Wszedł po kryjomu na statek łowców z zamiarem odzyskania swojego przyjaciela, bo inaczej go Rada zabije...Oraz Depa.
Xxx
Plo wszedł w końcu do jednej z celi w nadziei że znajdzie tam w końcu swojego przyjaciela. To co poczuł było ...Dziwne. Nie tym to smród czegoś, wręcz coś przeciwnie. Poczuł coś w Mocy, dziwnego. Koon próbował sobie porównać czyjąś sygnaturę w Mocy do tego co teraz odczuł ale nic to nie dało. Wszedł głębiej do celi i zobaczył coś lub kogoś zawiniętego w kocyk. Zawahał się. A co jeśli to może być pułapka? Chociaż... Wtedy Moc by mu nie podpowiadała czegoś. Wyciągnął rękę i zsunął kocyk.
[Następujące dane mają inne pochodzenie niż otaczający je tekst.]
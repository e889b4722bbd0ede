//! Where a container's image comes from: a connected git repository built
//! by the pipeline, or a prebuilt registry image.

use crate::git_provider::ProviderKind;
use schemars::JsonSchema;
use serde::{Deserialize, Serialize};

/// Image source. Serialized under `repo` or `registry`, never both.
#[derive(Debug, Clone, PartialEq, Eq, Serialize, Deserialize, JsonSchema)]
#[serde(rename_all = "camelCase")]
pub enum ContainerSource {
    Repo(RepoConfig),
    Registry(RegistryImage),
}

impl ContainerSource {
    pub fn repo(&self) -> Option<&RepoConfig> {
        match self {
            Self::Repo(repo) => Some(repo),
            Self::Registry(_) => None,
        }
    }

    pub fn repo_mut(&mut self) -> Option<&mut RepoConfig> {
        match self {
            Self::Repo(repo) => Some(repo),
            Self::Registry(_) => None,
        }
    }

    pub fn registry_image(&self) -> Option<&str> {
        match self {
            Self::Repo(_) => None,
            Self::Registry(registry) => Some(&registry.image),
        }
    }
}

#[derive(Debug, Clone, PartialEq, Eq, Serialize, Deserialize, JsonSchema)]
#[serde(rename_all = "camelCase")]
pub struct RepoConfig {
    pub connected: bool,
    pub provider: ProviderKind,
    /// Clone URL, e.g. `https://github.com/acme/api`
    pub url: String,
    pub branch: String,
    /// Build context inside the repository
    #[serde(default = "default_path")]
    pub path: String,
    #[serde(default = "default_dockerfile")]
    pub dockerfile: String,
    /// Only pushes touching this path trigger a build
    #[serde(default, skip_serializing_if = "Option::is_none")]
    pub watch_path: Option<String>,
    /// Issued by the git provider when the webhook is registered
    #[serde(default, rename = "webHookId", skip_serializing_if = "Option::is_none")]
    pub webhook_id: Option<String>,
}

impl RepoConfig {
    /// The repo block with the provider-issued webhook id blanked, for
    /// comparisons that must ignore it.
    pub fn without_webhook(&self) -> Self {
        Self {
            webhook_id: None,
            ..self.clone()
        }
    }
}

fn default_path() -> String {
    "/".to_string()
}

fn default_dockerfile() -> String {
    "Dockerfile".to_string()
}

#[derive(Debug, Clone, PartialEq, Eq, Serialize, Deserialize, JsonSchema)]
#[serde(rename_all = "camelCase")]
pub struct RegistryImage {
    pub image: String,
}
//! Git provider API models
//!
//! Request and response bodies for the webhook endpoints of each provider.

use serde::{Deserialize, Serialize};

/// Provider independent webhook registration request
#[derive(Debug, Clone, PartialEq, Eq)]
pub struct WebhookRequest {
    /// Public URL of the pipeline event listener
    pub url: String,
    /// Shared secret the listener's interceptor verifies
    pub secret: String,
    /// Whether the provider should verify the listener's TLS certificate
    pub verify_ssl: bool,
    /// Branch the webhook is for (GitLab filters server side)
    pub branch: String,
}

/// GitHub `POST /repos/{owner}/{repo}/hooks` body
#[derive(Debug, Clone, Serialize)]
pub struct GitHubCreateHook {
    pub name: String,
    pub active: bool,
    pub events: Vec<String>,
    pub config: GitHubHookConfig,
}

#[derive(Debug, Clone, Serialize)]
pub struct GitHubHookConfig {
    pub url: String,
    pub content_type: String,
    pub secret: String,
    /// "0" verifies certificates, "1" skips verification
    pub insecure_ssl: String,
}

/// GitHub and GitLab hooks carry numeric ids
#[derive(Debug, Clone, Deserialize)]
pub struct NumericHook {
    pub id: u64,
}

/// GitLab `POST /projects/{id}/hooks` body
#[derive(Debug, Clone, Serialize)]
pub struct GitLabCreateHook {
    pub url: String,
    pub token: String,
    pub push_events: bool,
    pub push_events_branch_filter: String,
    pub enable_ssl_verification: bool,
}

/// Bitbucket `POST /repositories/{workspace}/{repo}/hooks` body
#[derive(Debug, Clone, Serialize)]
pub struct BitbucketCreateHook {
    pub description: String,
    pub url: String,
    pub active: bool,
    pub events: Vec<String>,
    pub skip_cert_verification: bool,
    pub secret: String,
}

/// Bitbucket hooks are identified by a braced UUID
#[derive(Debug, Clone, Deserialize)]
pub struct BitbucketHook {
    pub uuid: String,
}
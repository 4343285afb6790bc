//! The `Compiler` façade: one subprocess, many concurrent compilations.

use std::path::Path;
use std::sync::Arc;
use std::sync::atomic::{AtomicU32, Ordering};

use cascade_proto::{
    CompileInput, CompileRequest, ImporterSpec, InboundMessage, PROTOCOL_ERROR_ID, StringInput,
    VersionRequest,
};
use tracing::debug;

use crate::channel::Channel;
use crate::error::{Error, Result};
use crate::functions::FunctionStore;
use crate::importers::{ImporterEntry, ImporterStore};
use crate::launcher::Launcher;
use crate::logger::DefaultLogger;
use crate::options::{Options, StringOptions};
use crate::router::Router;
use crate::session::Session;

/// Result of a successful compilation.
#[derive(Debug, Clone)]
#[non_exhaustive]
pub struct CompileOutput {
    /// Generated CSS.
    pub css: String,
    /// Source map JSON, when requested.
    pub source_map: Option<String>,
    /// Canonical URLs of every loaded source, including the entry point.
    pub loaded_urls: Vec<String>,
}

/// Version metadata reported by the compiler.
#[derive(Debug, Clone)]
#[non_exhaustive]
pub struct CompilerVersion {
    /// Version of the embedded protocol.
    pub protocol_version: String,
    /// Version of the compiler package.
    pub compiler_version: String,
    /// Version of the compiler implementation.
    pub implementation_version: String,
    /// Name of the compiler implementation.
    pub implementation_name: String,
}

/// Handle to one compiler subprocess.
///
/// The subprocess is launched eagerly at construction and serves every
/// compilation of this instance; concurrent `compile_*` calls share the
/// wire and are multiplexed by compilation id. Compilation ids are
/// allocated monotonically from 1 and never reused.
#[derive(Debug)]
pub struct Compiler {
    /// Shared subprocess channel.
    channel: Arc<Channel>,
    /// Routing table shared with the channel's read loop.
    router: Arc<Router>,
    /// Next compilation id.
    next_compilation_id: AtomicU32,
    /// Next version request id.
    next_version_id: AtomicU32,
}

/// Removes the session's routing entry when the compile call returns.
struct Registration {
    router: Arc<Router>,
    compilation_id: u32,
}

impl Drop for Registration {
    fn drop(&mut self) {
        self.router.deregister(self.compilation_id);
    }
}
Zauważył... Dziecko. Dziewczynkę. Drobna, skulona na dużej pryczy i nie przytomna. Włosy miała różowe, a skórę niebieską z kolorowymi plamkami na skórze. Zauważył po chwili że dziewczynka miała na sobie bardzo cieniutkie ubranka oraz dużo siniaków.
-Kim ty jesteś malutka...? - Wziął ją na ręce i poczuł że jest jeszcze drobniejsza niż mu się wydawało. -Co ci zrobili, maleństwo...? - Mówił cicho do nieprzytomnego dziecka. Nie mógł jej tutaj zostawić, nie z tymi potworami. Po za tym, z daleka było widać że jest z rasy zagrożonej wyginięciem. Na czarnym rynku mogliby z nią zrobić wszystko, a myśl że coś mogło się stać takiej małej istotce nie mogła mu przejść przez głowę. A może to było właśnie te dziecko czułe na moc?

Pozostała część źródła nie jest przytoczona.